══ Dataset excerpts ══

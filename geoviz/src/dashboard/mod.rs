//! The two dashboards as plain functions of an immutable configuration.
//!
//! Each call loads or generates its data, runs the pipeline, renders the
//! figure and optionally exports it. Nothing survives between calls.

mod config;

#[cfg(test)]
mod tests;

use std::path::PathBuf;

use image::RgbaImage;

use crate::error::Result;
use crate::grid::{CellValue, Grid2};
use crate::observation::ObservationTable;
use crate::render::{
    compose_horizontal, render_grid, save_png, with_color_scale, CellSize, ClipRange, Colormap, Origin,
    RasterOptions, ScaleMode,
};
use crate::seismic::{generate_section, trace_window, TraceRange};
use crate::separation::{separate_in_range, Separation};

pub use config::{
    load_config, MagneticDashboardConfig, ScaleControl, ScaleKind, SeismicDashboardConfig,
    MAGNETIC_OUTPUT, SEISMIC_CLIP_FRACTION,
};

/// Width of the color scale strip next to each panel, in pixels.
const COLOR_SCALE_WIDTH: u32 = 16;
/// Spacing between a panel and its scale and between panels.
const PANEL_GAP: u32 = 8;

/// Everything the magnetic dashboard computed in one run.
#[derive(Debug, Clone)]
pub struct MagneticView {
    /// Observations left after the x filter.
    pub observations: usize,
    /// `(min, max)` of the value column over the whole table.
    pub value_range: Option<(f64, f64)>,
    pub separation: Separation,
    /// Clip applied to the observed, regional and residual panels.
    pub clips: [ClipRange; 3],
    pub image: RgbaImage,
    pub exported: Option<PathBuf>,
}

/// Everything the seismic dashboard computed in one run.
#[derive(Debug, Clone)]
pub struct SeismicView {
    /// `(samples, traces)` of the generated section.
    pub section_shape: (usize, usize),
    pub traces: TraceRange,
    pub abs_max: f64,
    pub clip: ClipRange,
    pub image: RgbaImage,
    pub exported: Option<PathBuf>,
}

fn panel<T: CellValue>(
    grid: &Grid2<T>,
    colormap: Colormap,
    scale: ScaleMode,
    options: &RasterOptions,
) -> (RgbaImage, ClipRange) {
    let clip = scale.resolve(grid);
    let image = render_grid(grid, colormap, clip, options);
    (
        with_color_scale(&image, colormap, COLOR_SCALE_WIDTH, PANEL_GAP),
        clip,
    )
}

fn export(image: &RgbaImage, enabled: bool, path: PathBuf) -> Result<Option<PathBuf>> {
    if !enabled {
        return Ok(None);
    }
    save_png(image, &path)?;
    Ok(Some(path))
}

/// Observed | regional | residual panels for a magnetic survey file.
pub fn render_magnetic(
    separation: &Separation,
    colormap: Colormap,
    scale: ScaleMode,
    cell: CellSize,
) -> (RgbaImage, [ClipRange; 3]) {
    let options = RasterOptions::default()
        .with_cell(cell)
        .with_origin(Origin::Lower);

    let (observed, c0) = panel(&separation.observed, colormap, scale, &options);
    let (regional, c1) = panel(&separation.regional, colormap, scale, &options);
    let (residual, c2) = panel(&separation.residual, colormap, scale, &options);

    (
        compose_horizontal(&[observed, regional, residual], PANEL_GAP * 2),
        [c0, c1, c2],
    )
}

pub fn run_magnetic(config: &MagneticDashboardConfig) -> Result<MagneticView> {
    config.validate()?;

    let table = ObservationTable::from_path(&config.input)?;
    let value_range = table.value_range(&config.value_column)?;
    let observations = table.observations(&config.value_column)?;

    let default_clip = value_range
        .map(|(lo, hi)| ClipRange::new(lo, hi))
        .unwrap_or(ClipRange::new(0.0, 0.0));
    let scale = config.scale.resolve(default_clip)?;

    let separation = separate_in_range(&observations, config.x_range, &config.separation)?;
    let kept = match config.x_range {
        Some(range) => observations.filter_x_range(range).len(),
        None => observations.len(),
    };

    if let Some(stats) = separation.residual_stats() {
        log::info!(
            "Residual over {} cells: min {:.3}, max {:.3}, mean {:.3}",
            stats.defined,
            stats.min,
            stats.max,
            stats.mean
        );
    }

    let (image, clips) = render_magnetic(&separation, config.colormap, scale, config.cell);
    let exported = export(&image, config.export, config.output_path())?;

    Ok(MagneticView {
        observations: kept,
        value_range,
        separation,
        clips,
        image,
        exported,
    })
}

pub fn run_seismic(config: &SeismicDashboardConfig) -> Result<SeismicView> {
    config.validate()?;

    let section = generate_section(&config.section)?;
    let abs_max = section.abs_max().unwrap_or(0.0);
    let scale = config
        .scale
        .resolve(ClipRange::symmetric(abs_max, SEISMIC_CLIP_FRACTION))?;

    let traces = config.traces();
    let window = trace_window(&section, traces)?;

    let origin = if config.flip_time {
        Origin::Lower
    } else {
        Origin::Upper
    };
    let options = RasterOptions::default()
        .with_cell(config.cell)
        .with_origin(origin);
    let (image, clip) = panel(&window, config.colormap, scale, &options);

    log::info!(
        "Seismic section traces {}..{}, clip {:.3}..{:.3}",
        traces.start,
        traces.end,
        clip.vmin,
        clip.vmax
    );

    let exported = export(&image, config.export, config.output_path())?;

    Ok(SeismicView {
        section_shape: section.shape(),
        traces,
        abs_max,
        clip,
        image,
        exported,
    })
}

═══

▸ **Aim of the exercise**
Reproduce the data above exactly, leaving nothing out.

▸ **Solution to the problem**
filename geoviz/src/dashboard/mod.rs
//! The two dashboards as plain functions of an immutable configuration.
//!
//! Each call loads or generates its data, runs the pipeline, renders the
//! figure and optionally exports it. Nothing survives between calls.

mod config;

#[cfg(test)]
mod tests;

use std::path::PathBuf;

use image::RgbaImage;

use crate::error::Result;
use crate::grid::{CellValue, Grid2};
use crate::observation::ObservationTable;
use crate::render::{
    compose_horizontal, render_grid, save_png, with_color_scale, CellSize, ClipRange, Colormap, Origin,
    RasterOptions, ScaleMode,
};
use crate::seismic::{generate_section, trace_window, TraceRange};
use crate::separation::{separate_in_range, Separation};

pub use config::{
    load_config, MagneticDashboardConfig, ScaleControl, ScaleKind, SeismicDashboardConfig,
    MAGNETIC_OUTPUT, SEISMIC_CLIP_FRACTION,
};

/// Width of the color scale strip next to each panel, in pixels.
const COLOR_SCALE_WIDTH: u32 = 16;
/// Spacing between a panel and its scale and between panels.
const PANEL_GAP: u32 = 8;

/// Everything the magnetic dashboard computed in one run.
#[derive(Debug, Clone)]
pub struct MagneticView {
    /// Observations left after the x filter.
    pub observations: usize,
    /// `(min, max)` of the value column over the whole table.
    pub value_range: Option<(f64, f64)>,
    pub separation: Separation,
    /// Clip applied to the observed, regional and residual panels.
    pub clips: [ClipRange; 3],
    pub image: RgbaImage,
    pub exported: Option<PathBuf>,
}

/// Everything the seismic dashboard computed in one run.
#[derive(Debug, Clone)]
pub struct SeismicView {
    /// `(samples, traces)` of the generated section.
    pub section_shape: (usize, usize),
    pub traces: TraceRange,
    pub abs_max: f64,
    pub clip: ClipRange,
    pub image: RgbaImage,
    pub exported: Option<PathBuf>,
}

fn panel<T: CellValue>(
    grid: &Grid2<T>,
    colormap: Colormap,
    scale: ScaleMode,
    options: &RasterOptions,
) -> (RgbaImage, ClipRange) {
    let clip = scale.resolve(grid);
    let image = render_grid(grid, colormap, clip, options);
    (
        with_color_scale(&image, colormap, COLOR_SCALE_WIDTH, PANEL_GAP),
        clip,
    )
}

fn export(image: &RgbaImage, enabled: bool, path: PathBuf) -> Result<Option<PathBuf>> {
    if !enabled {
        return Ok(None);
    }
    save_png(image, &path)?;
    Ok(Some(path))
}

/// Observed | regional | residual panels for a magnetic survey file.
pub fn render_magnetic(
    separation: &Separation,
    colormap: Colormap,
    scale: ScaleMode,
    cell: CellSize,
) -> (RgbaImage, [ClipRange; 3]) {
    let options = RasterOptions::default()
        .with_cell(cell)
        .with_origin(Origin::Lower);

    let (observed, c0) = panel(&separation.observed, colormap, scale, &options);
    let (regional, c1) = panel(&separation.regional, colormap, scale, &options);
    let (residual, c2) = panel(&separation.residual, colormap, scale, &options);

    (
        compose_horizontal(&[observed, regional, residual], PANEL_GAP * 2),
        [c0, c1, c2],
    )
}

pub fn run_magnetic(config: &MagneticDashboardConfig) -> Result<MagneticView> {
    config.validate()?;

    let table = ObservationTable::from_path(&config.input)?;
    let value_range = table.value_range(&config.value_column)?;
    let observations = table.observations(&config.value_column)?;

    let default_clip = value_range
        .map(|(lo, hi)| ClipRange::new(lo, hi))
        .unwrap_or(ClipRange::new(0.0, 0.0));
    let scale = config.scale.resolve(default_clip)?;

    let separation = separate_in_range(&observations, config.x_range, &config.separation)?;
    let kept = match config.x_range {
        Some(range) => observations.filter_x_range(range).len(),
        None => observations.len(),
    };

    if let Some(stats) = separation.residual_stats() {
        log::info!(
            "Residual over {} cells: min {:.3}, max {:.3}, mean {:.3}",
            stats.defined,
            stats.min,
            stats.max,
            stats.mean
        );
    }

    let (image, clips) = render_magnetic(&separation, config.colormap, scale, config.cell);
    let exported = export(&image, config.export, config.output_path())?;

    Ok(MagneticView {
        observations: kept,
        value_range,
        separation,
        clips,
        image,
        exported,
    })
}

pub fn run_seismic(config: &SeismicDashboardConfig) -> Result<SeismicView> {
    config.validate()?;

    let section = generate_section(&config.section)?;
    let abs_max = section.abs_max().unwrap_or(0.0);
    let scale = config
        .scale
        .resolve(ClipRange::symmetric(abs_max, SEISMIC_CLIP_FRACTION))?;

    let traces = config.traces();
    let window = trace_window(&section, traces)?;

    let origin = if config.flip_time {
        Origin::Lower
    } else {
        Origin::Upper
    };
    let options = RasterOptions::default()
        .with_cell(config.cell)
        .with_origin(origin);
    let (image, clip) = panel(&window, config.colormap, scale, &options);

    log::info!(
        "Seismic section traces {}..{}, clip {:.3}..{:.3}",
        traces.start,
        traces.end,
        clip.vmin,
        clip.vmax
    );

    let exported = export(&image, config.export, config.output_path())?;

    Ok(SeismicView {
        section_shape: section.shape(),
        traces,
        abs_max,
        clip,
        image,
        exported,
    })
}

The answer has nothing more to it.